We take for granted, that because we know what we are doing and why,
all others will instinctively know and understand. It should not be
an excuse that these "other" professionals are guilty of the
same indiscretion, and all efforts should be made to address this imbalance
from the pharmacy perspective. Heather Pym illustrates a couple of obvious
knowledge gaps, and I am indebted to Heather for sharing this information
through the newsletter.
This week has provided interesting insights into pharmacists working
with GPs'. The first insight was at a meeting I was running with some
of the Division GPs to elaborate on EPC items.
These EPC (Enhanced Primary Care) items are new to GPs and provide good
rebates for Care Planning, Case Conferencing and Health assessment for
defined groups of patients.
All of them have the potential to involve a pharmacist, which is the
reason I participated in the meeting.
We had also invited pharmacists to participate, a couple replied affirmatively
but didn't show.
As disappointed as I was, my own involvement proved to be worthwhile.
As I already know the GPs well having on the whole visited them in their
surgeries individually at least 5 times over the past two years, I have
their trust.
This helped in coping with the comments they made and I was enthusiastically
invited to speak on matters such as compliance and the role of the pharmacist
in medication reviews.
One of the concerns voiced strongly was the fact that "chemists are
now setting up chat areas with their patients and telling them all sorts
of things".
There was a deep misunderstanding of the need to counsel customers on
their medication and what they are seeing of the pharmacist coming out
of the dispensary!
Well, this provided me with the opportunity of explaining our 'duty
of care', the perils of the patient getting the wrong medication as
when deaf Mrs Jones fronts for Mr Smith's drugs and neither reads the
labels.
Or the young woman receiving an antibiotic when you know she had the
pill dispensed last week with a Rx from another clinic!
These everyday misadventures that can happen to anyone in busy Rx practice
and it was reassuring to show them how the improved 'forward pharmacy'
system could enhance our joint care.
GPs also understand 'stress on the job' and the lack of available professional
expertise.
Thank goodness there were example after example to cite.

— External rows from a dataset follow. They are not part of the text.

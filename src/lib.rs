pub mod app;
pub mod audit;
pub mod config;
pub mod db;
pub mod dto;
pub mod entity;
pub mod error;
pub mod middleware;
pub mod models;
pub mod response;
pub mod routes;
pub mod services;
pub mod state;
use std::{fmt, str::FromStr};

use chrono::{DateTime, NaiveDate, Utc};
use sea_orm::{DeriveActiveEnum, EnumIter};
use serde::{Deserialize, Serialize};
use utoipa::ToSchema;
use uuid::Uuid;

/// Front-of-house roles. Both roles see and move the same orders.
#[derive(
    Debug, Clone, Copy, PartialEq, Eq, EnumIter, DeriveActiveEnum, Serialize, Deserialize, ToSchema,
)]
#[sea_orm(rs_type = "String", db_type = "Text")]
#[serde(rename_all = "snake_case")]
pub enum Role {
    /// Sales counter.
    #[sea_orm(string_value = "counter")]
    Counter,
    /// Preparation / back room.
    #[sea_orm(string_value = "prep")]
    Prep,
}

impl Role {
    pub const ALL: [Role; 2] = [Role::Counter, Role::Prep];

    pub fn as_str(&self) -> &'static str {
        match self {
            Role::Counter => "counter",
            Role::Prep => "prep",
        }
    }
}

impl FromStr for Role {
    type Err = String;

    fn from_str(s: &str) -> Result<Self, Self::Err> {
        Role::ALL
            .into_iter()
            .find(|role| role.as_str() == s)
            .ok_or_else(|| {
                let valid: Vec<&str> = Role::ALL.iter().map(Role::as_str).collect();
                format!("invalid role '{s}', valid roles: {}", valid.join(", "))
            })
    }
}

impl fmt::Display for Role {
    fn fmt(&self, f: &mut fmt::Formatter<'_>) -> fmt::Result {
        f.write_str(self.as_str())
    }
}

/// Order lifecycle. Any status may be set from any other; only membership is checked.
#[derive(
    Debug, Clone, Copy, PartialEq, Eq, EnumIter, DeriveActiveEnum, Serialize, Deserialize, ToSchema,
)]
#[sea_orm(rs_type = "String", db_type = "Text")]
#[serde(rename_all = "snake_case")]
pub enum OrderStatus {
    #[sea_orm(string_value = "new")]
    New,
    #[sea_orm(string_value = "in_progress")]
    InProgress,
    #[sea_orm(string_value = "ready")]
    Ready,
    #[sea_orm(string_value = "partially_collected")]
    PartiallyCollected,
    #[sea_orm(string_value = "collected")]
    Collected,
    #[sea_orm(string_value = "delivered")]
    Delivered,
}

impl OrderStatus {
    pub const ALL: [OrderStatus; 6] = [
        OrderStatus::New,
        OrderStatus::InProgress,
        OrderStatus::Ready,
        OrderStatus::PartiallyCollected,
        OrderStatus::Collected,
        OrderStatus::Delivered,
    ];

    pub fn as_str(&self) -> &'static str {
        match self {
            OrderStatus::New => "new",
            OrderStatus::InProgress => "in_progress",
            OrderStatus::Ready => "ready",
            OrderStatus::PartiallyCollected => "partially_collected",
            OrderStatus::Collected => "collected",
            OrderStatus::Delivered => "delivered",
        }
    }
}

impl FromStr for OrderStatus {
    type Err = String;

    fn from_str(s: &str) -> Result<Self, Self::Err> {
        OrderStatus::ALL
            .into_iter()
            .find(|status| status.as_str() == s)
            .ok_or_else(|| {
                let valid: Vec<&str> = OrderStatus::ALL.iter().map(OrderStatus::as_str).collect();
                format!("invalid status '{s}', valid statuses: {}", valid.join(", "))
            })
    }
}

impl fmt::Display for OrderStatus {
    fn fmt(&self, f: &mut fmt::Formatter<'_>) -> fmt::Result {
        f.write_str(self.as_str())
    }
}

#[derive(Debug, Serialize, Deserialize, ToSchema)]
pub struct User {
    pub id: Uuid,
    pub username: String,
    #[serde(skip_serializing)]
    pub password_hash: String,
    pub role: Role,
    pub created_at: DateTime<Utc>,
}

/// Public view of an account, also what `/auth/me` echoes from the token.
#[derive(Debug, Clone, PartialEq, Serialize, Deserialize, ToSchema)]
pub struct UserSummary {
    pub id: Uuid,
    pub username: String,
    pub role: Role,
}

#[derive(Debug, Serialize, Deserialize, ToSchema)]
pub struct Product {
    pub id: Uuid,
    pub name: String,
    pub category: String,
    pub description: String,
    /// `kg`, `pz` or `portion`.
    pub unit: String,
    pub price: Option<f64>,
}

#[derive(Debug, Serialize, Deserialize, ToSchema)]
pub struct Category {
    pub id: Uuid,
    pub name: String,
    pub label: String,
}

#[derive(Debug, Serialize, Deserialize, ToSchema)]
pub struct Customer {
    pub id: Uuid,
    pub name: String,
    pub phone: String,
    pub notes: String,
    pub created_at: DateTime<Utc>,
}

/// A line of an order. `product_name` is a snapshot taken when the line was written.
#[derive(Debug, Clone, PartialEq, Serialize, Deserialize, ToSchema)]
pub struct OrderItem {
    pub product_id: Uuid,
    pub product_name: String,
    pub quantity: f64,
    pub unit: String,
    #[serde(default)]
    pub notes: String,
    /// Set by an order update when the product was not on the order before.
    #[serde(default)]
    pub is_new: bool,
    #[serde(default)]
    pub added_at: Option<DateTime<Utc>>,
}

#[derive(Debug, Clone, PartialEq, Serialize, Deserialize, ToSchema)]
pub struct Modification {
    pub date: DateTime<Utc>,
    pub description: String,
    pub modified_by: String,
}

#[derive(Debug, Serialize, Deserialize, ToSchema)]
pub struct Order {
    pub id: Uuid,
    pub order_number: String,
    pub customer_name: String,
    pub customer_phone: String,
    pub items: Vec<OrderItem>,
    pub pickup_date: NaiveDate,
    pub pickup_time_slot: String,
    pub status: OrderStatus,
    pub notes: String,
    pub created_at: DateTime<Utc>,
    pub created_by: String,
    pub updated_at: Option<DateTime<Utc>>,
    pub modifications: Vec<Modification>,
    pub acknowledged: bool,
    pub acknowledged_at: Option<DateTime<Utc>>,
    pub acknowledged_by: Option<String>,
}

#[cfg(test)]
mod tests {
    use super::*;

    #[test]
    fn status_parses_all_six_values() {
        for status in OrderStatus::ALL {
            assert_eq!(status.as_str().parse::<OrderStatus>(), Ok(status));
        }
    }

    #[test]
    fn unknown_status_error_lists_valid_set() {
        let err = "shipped".parse::<OrderStatus>().unwrap_err();
        assert!(err.contains("shipped"));
        for status in OrderStatus::ALL {
            assert!(err.contains(status.as_str()), "missing {status} in {err}");
        }
    }

    #[test]
    fn status_serializes_as_snake_case() {
        let json = serde_json::to_string(&OrderStatus::PartiallyCollected).unwrap();
        assert_eq!(json, "\"partially_collected\"");
    }

    #[test]
    fn role_round_trips_and_rejects_unknown() {
        assert_eq!("counter".parse::<Role>(), Ok(Role::Counter));
        assert_eq!("prep".parse::<Role>(), Ok(Role::Prep));
        assert!("admin".parse::<Role>().is_err());
    }

    #[test]
    fn password_hash_is_never_serialized() {
        let user = User {
            id: Uuid::new_v4(),
            username: "counter".into(),
            password_hash: "$argon2id$secret".into(),
            role: Role::Counter,
            created_at: Utc::now(),
        };
        let json = serde_json::to_value(&user).unwrap();
        assert!(json.get("password_hash").is_none());
    }

    #[test]
    fn item_markers_default_when_absent() {
        let item: OrderItem = serde_json::from_value(serde_json::json!({
            "product_id": Uuid::nil(),
            "product_name": "Salsiccia Fresca",
            "quantity": 1.5,
            "unit": "kg"
        }))
        .unwrap();
        assert!(!item.is_new);
        assert!(item.added_at.is_none());
        assert_eq!(item.notes, "");
    }
}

Do forward pharmacy pharmacists ever think to approach their GP practice
down the road and inform them of their new dispensing arrangements?
It was good to be able to let them know that here in Victoria a counseling
open area is 'THE LAW".
My second insight from the meeting was a perception of reluctance from
the GPs to embrace the local pharmacist getting involved as another
professional with their patient at this stage.
'Medication review', I am told is what they do each time they prescribe
for one of their patients!
The Enhanced Primary Care Medicare items provide an opportunity for
an explanation of how to work with a pharmacist clearer.
At the moment there is no fee payable to the pharmacist for participation
in a Case Conference on a particular patient, although there are many
opportunities in the course of day for a GP to do this.
Similarly a Health assessment and a Care Plan must include a medication
review (at this stage done by the GP - a cursory look over of current
prescriptions!).
I believe, having talked to the Division GPs at this stage, that when
they can receive payment for referrals to a pharmacist for professional
input then they will see the benefit of doing this.
A few well-done reviews initially with positive outcomes will convert
them. Anything less will 'cook the goose' very early in the piece.